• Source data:
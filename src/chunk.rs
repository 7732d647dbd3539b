//! The chunk list (component A): a mutable ordered sequence of text runs.
//!
//! Per the design notes in SPEC_FULL.md §3a, chunks live in an arena
//! (`Vec<Chunk>`) indexed by a stable [`ChunkId`] rather than behind raw
//! `next` pointers. The singly linked order required by the
//! specification is still exactly represented: each chunk's `next`
//! field is a [`ChunkId`], and [`ChunkArena::head`] is the first one.

/// Stable index of a chunk within its [`ChunkArena`].
///
/// Valid only for the arena that produced it; arena compaction
/// invalidates all previously issued ids (the scheduler never holds a
/// `ChunkId` across a tick boundary).
#[derive(Debug, Clone, Copy, PartialEq, Eq, Hash)]
pub struct ChunkId(pub usize);

/// What role a chunk plays in the document's logical structure.
#[derive(Debug, Clone, Copy, PartialEq, Eq)]
pub enum ChunkRole {
    Normal,
    Newline,
    OrderedListItem,
    UnorderedListItem,
}

/// A contiguous text run.
#[derive(Debug, Clone)]
pub struct Chunk {
    pub text: Vec<u8>,
    pub role: ChunkRole,
    pub tombstone: bool,
    pub next: Option<ChunkId>,
}

impl Chunk {
    fn new(text: Vec<u8>, role: ChunkRole) -> Self {
        Chunk { text, role, tombstone: false, next: None }
    }

    /// Byte length of this chunk. Kept as an accessor rather than a
    /// stored field so it can never desync from `text`.
    pub fn len(&self) -> usize {
        self.text.len()
    }

    pub fn is_empty(&self) -> bool {
        self.text.is_empty()
    }
}

/// The chunk list itself: an arena plus a head pointer.
#[derive(Debug, Default)]
pub struct ChunkArena {
    slots: Vec<Chunk>,
    pub head: Option<ChunkId>,
}

impl ChunkArena {
    pub fn new() -> Self {
        ChunkArena { slots: Vec::new(), head: None }
    }

    pub fn get(&self, id: ChunkId) -> &Chunk {
        &self.slots[id.0]
    }

    pub fn get_mut(&mut self, id: ChunkId) -> &mut Chunk {
        &mut self.slots[id.0]
    }

    fn alloc(&mut self, chunk: Chunk) -> ChunkId {
        self.slots.push(chunk);
        ChunkId(self.slots.len() - 1)
    }

    /// Total byte length of the document as currently threaded,
    /// *including* tombstoned chunks (see SPEC_FULL.md §3a / §9: mid-tick
    /// positions must stay stable even after a same-tick delete, so
    /// position arithmetic counts every linked chunk until compaction).
    pub fn total_len(&self) -> usize {
        let mut total = 0;
        let mut cur = self.head;
        while let Some(id) = cur {
            let c = self.get(id);
            total += c.len();
            cur = c.next;
        }
        total
    }

    /// Finds the chunk containing byte `offset`, per spec.md §4.A:
    /// the first chunk where `running_sum + length > offset`.
    ///
    /// Returns `None` when `offset == total_len()` (end of document).
    pub fn find_at(&self, offset: usize) -> Option<(ChunkId, usize)> {
        let mut running = 0usize;
        let mut cur = self.head;
        while let Some(id) = cur {
            let c = self.get(id);
            let len = c.len();
            if running + len > offset {
                return Some((id, offset - running));
            }
            running += len;
            cur = c.next;
        }
        None
    }

    /// Ensures a chunk boundary exists at `local_pos` bytes into chunk
    /// `id`, splitting it if necessary. Returns the id of the chunk that
    /// now starts exactly at that boundary, or `None` if the boundary
    /// is the true end of the document (no chunk follows).
    ///
    /// `local_pos == 0`: boundary already exists before `id`; returns
    /// `Some(id)` unchanged. `local_pos == len`: boundary already
    /// exists after `id`; returns `id`'s successor (or `None`).
    /// Otherwise the chunk is split in place: the left half keeps `id`,
    /// truncated to `[0..local_pos)`, a new right chunk holds
    /// `[local_pos..len)` and inherits `role` (if `Newline`, else
    /// `Normal`) and `tombstone`, and is spliced in as `id`'s immediate
    /// successor.
    pub fn split(&mut self, id: ChunkId, local_pos: usize) -> Option<ChunkId> {
        let len = self.get(id).len();
        if local_pos == 0 {
            return Some(id);
        }
        if local_pos == len {
            return self.get(id).next;
        }
        debug_assert!(local_pos < len);

        let (left_text, right_text) = {
            let c = self.get(id);
            (c.text[..local_pos].to_vec(), c.text[local_pos..].to_vec())
        };

        let (right_role, tombstone, old_next) = {
            let c = self.get(id);
            let right_role = if c.role == ChunkRole::Newline { ChunkRole::Newline } else { ChunkRole::Normal };
            (right_role, c.tombstone, c.next)
        };

        let right_id = self.alloc(Chunk { text: right_text, role: right_role, tombstone, next: old_next });

        let left = self.get_mut(id);
        left.text = left_text;
        if left.is_empty() {
            left.role = ChunkRole::Normal;
        }
        left.next = Some(right_id);

        Some(right_id)
    }

    /// Splices a brand new chunk holding `text`/`role` so that it
    /// begins exactly at `offset`. Handles the empty-document and
    /// past-end cases directly; otherwise delegates to `split`.
    pub fn insert_chunk_at(&mut self, offset: usize, text: Vec<u8>, role: ChunkRole) -> ChunkId {
        let new_id = self.alloc(Chunk::new(text, role));

        if self.head.is_none() {
            self.head = Some(new_id);
            return new_id;
        }

        match self.find_at(offset) {
            None => {
                // past-end: append as tail
                let mut cur = self.head.unwrap();
                loop {
                    let next = self.get(cur).next;
                    match next {
                        Some(n) => cur = n,
                        None => break,
                    }
                }
                self.get_mut(cur).next = Some(new_id);
            }
            Some((at_id, local)) => {
                let right = self.split(at_id, local);
                self.link_before(at_id, local, new_id, right);
            }
        }
        new_id
    }

    /// Links `new_id` into the list so it sits exactly at the boundary
    /// described by `(at_id, local)`/`right` as produced by `split`.
    fn link_before(&mut self, at_id: ChunkId, local: usize, new_id: ChunkId, right: Option<ChunkId>) {
        if local == 0 {
            // new_id goes immediately before at_id.
            if self.head == Some(at_id) {
                self.get_mut(new_id).next = Some(at_id);
                self.head = Some(new_id);
            } else {
                let prev = self.find_predecessor(at_id).expect("at_id must be reachable from head");
                self.get_mut(prev).next = Some(new_id);
                self.get_mut(new_id).next = Some(at_id);
            }
        } else {
            // split already truncated at_id and linked it to `right`.
            self.get_mut(new_id).next = right;
            self.get_mut(at_id).next = Some(new_id);
        }
    }

    fn find_predecessor(&self, id: ChunkId) -> Option<ChunkId> {
        let mut cur = self.head?;
        if cur == id {
            return None;
        }
        loop {
            let next = self.get(cur).next;
            if next == Some(id) {
                return Some(cur);
            }
            cur = next?;
        }
    }

    /// Byte at an absolute offset, counting tombstoned chunks (same
    /// position space as `find_at`/`total_len`).
    pub fn byte_at(&self, offset: usize) -> Option<u8> {
        let (id, local) = self.find_at(offset)?;
        Some(self.get(id).text[local])
    }

    /// Ensures a chunk boundary exists at `pos` and returns the id of
    /// the chunk starting there, or `None` if `pos` is the true end of
    /// the document. Thin wrapper combining `find_at` + `split` for
    /// callers (like DELETE) that need both ends of a range split.
    pub fn split_boundary(&mut self, pos: usize) -> Option<ChunkId> {
        match self.find_at(pos) {
            Some((id, local)) => self.split(id, local),
            None => None,
        }
    }

    /// Marks every chunk from `start` (inclusive) up to but not
    /// including `end` as tombstoned, per spec.md §4.B DELETE. Both
    /// boundaries must already be chunk-aligned (callers split first).
    pub fn tombstone_range(&mut self, start: Option<ChunkId>, end: Option<ChunkId>) {
        let mut cur = start;
        while cur != end {
            let id = match cur {
                Some(id) => id,
                None => break,
            };
            self.get_mut(id).tombstone = true;
            cur = self.get(id).next;
        }
    }

    /// Iterates chunk ids in list order.
    pub fn iter_ids(&self) -> impl Iterator<Item = ChunkId> + '_ {
        let mut cur = self.head;
        std::iter::from_fn(move || {
            let id = cur?;
            cur = self.get(id).next;
            Some(id)
        })
    }

    /// Compaction (spec.md §4.B COMPACT): drops tombstoned and
    /// zero-length chunks, rebuilding the arena so ids are dense again.
    /// Idempotent — running it twice in a row is a no-op the second
    /// time, since no chunk is tombstoned or empty after the first.
    pub fn compact(&mut self) {
        let mut kept: Vec<Chunk> = Vec::with_capacity(self.slots.len());
        let mut cur = self.head;
        while let Some(id) = cur {
            let c = self.get(id);
            let next = c.next;
            if !c.tombstone && !c.is_empty() {
                kept.push(Chunk { text: c.text.clone(), role: c.role, tombstone: false, next: None });
            }
            cur = next;
        }
        for i in 0..kept.len() {
            kept[i].next = if i + 1 < kept.len() { Some(ChunkId(i + 1)) } else { None };
        }
        self.head = if kept.is_empty() { None } else { Some(ChunkId(0)) };
        self.slots = kept;
    }

    /// Flattens the list into one owned byte buffer, walking live
    /// (non-tombstoned, non-empty) chunks in order.
    pub fn flatten(&self) -> Vec<u8> {
        let mut out = Vec::with_capacity(self.total_len());
        let mut cur = self.head;
        while let Some(id) = cur {
            let c = self.get(id);
            if !c.tombstone && !c.is_empty() {
                out.extend_from_slice(&c.text);
            }
            cur = c.next;
        }
        out
    }
}

#[cfg(test)]
mod tests {
    use super::*;

    fn arena_with(text: &str) -> ChunkArena {
        let mut a = ChunkArena::new();
        a.insert_chunk_at(0, text.as_bytes().to_vec(), ChunkRole::Normal);
        a
    }

    #[test]
    fn find_at_locates_offset_within_single_chunk() {
        let a = arena_with("hello");
        let (id, local) = a.find_at(2).unwrap();
        assert_eq!(local, 2);
        assert_eq!(a.get(id).text, b"hello");
    }

    #[test]
    fn find_at_end_of_document_is_none() {
        let a = arena_with("hello");
        assert!(a.find_at(5).is_none());
    }

    #[test]
    fn split_at_zero_returns_same_chunk() {
        let mut a = arena_with("hello");
        let head = a.head.unwrap();
        assert_eq!(a.split(head, 0), Some(head));
    }

    #[test]
    fn split_at_length_returns_successor() {
        let mut a = arena_with("hello");
        let head = a.head.unwrap();
        assert_eq!(a.split(head, 5), None);
    }

    #[test]
    fn split_in_middle_produces_two_chunks() {
        let mut a = arena_with("hello");
        let head = a.head.unwrap();
        let right = a.split(head, 2).unwrap();
        assert_eq!(a.get(head).text, b"he");
        assert_eq!(a.get(right).text, b"llo");
        assert_eq!(a.flatten(), b"hello");
    }

    #[test]
    fn insert_into_empty_document_becomes_head() {
        let a = arena_with("abc");
        assert_eq!(a.flatten(), b"abc");
    }

    #[test]
    fn insert_past_end_appends() {
        let mut a = arena_with("abc");
        a.insert_chunk_at(3, b"def".to_vec(), ChunkRole::Normal);
        assert_eq!(a.flatten(), b"abcdef");
    }

    #[test]
    fn insert_at_start_prepends() {
        let mut a = arena_with("bc");
        a.insert_chunk_at(0, b"a".to_vec(), ChunkRole::Normal);
        assert_eq!(a.flatten(), b"abc");
    }

    #[test]
    fn insert_in_middle_splices() {
        let mut a = arena_with("ac");
        a.insert_chunk_at(1, b"b".to_vec(), ChunkRole::Normal);
        assert_eq!(a.flatten(), b"abc");
    }

    #[test]
    fn compaction_drops_tombstoned_and_empty_chunks() {
        let mut a = arena_with("abc");
        let head = a.head.unwrap();
        a.get_mut(head).tombstone = true;
        a.insert_chunk_at(3, b"def".to_vec(), ChunkRole::Normal);
        a.compact();
        assert_eq!(a.flatten(), b"def");
    }

    #[test]
    fn compaction_is_idempotent() {
        let mut a = arena_with("abc");
        a.compact();
        let before = a.flatten();
        a.compact();
        assert_eq!(a.flatten(), before);
    }

    #[test]
    fn tombstone_range_marks_interior_chunks() {
        let mut a = arena_with("abc");
        let head = a.head.unwrap();
        let right = a.split(head, 1).unwrap();
        a.tombstone_range(Some(right), None);
        assert!(a.get(right).tombstone);
        a.compact();
        assert_eq!(a.flatten(), b"a");
    }
}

• WHAT IS NEEDED: Return a copy of each line in the entries that contains "truncated".

• YOUR SOLUTION:
    /// truncated to `[0..local_pos)`, a new right chunk holds
            // split already truncated at_id and linked it to `right`.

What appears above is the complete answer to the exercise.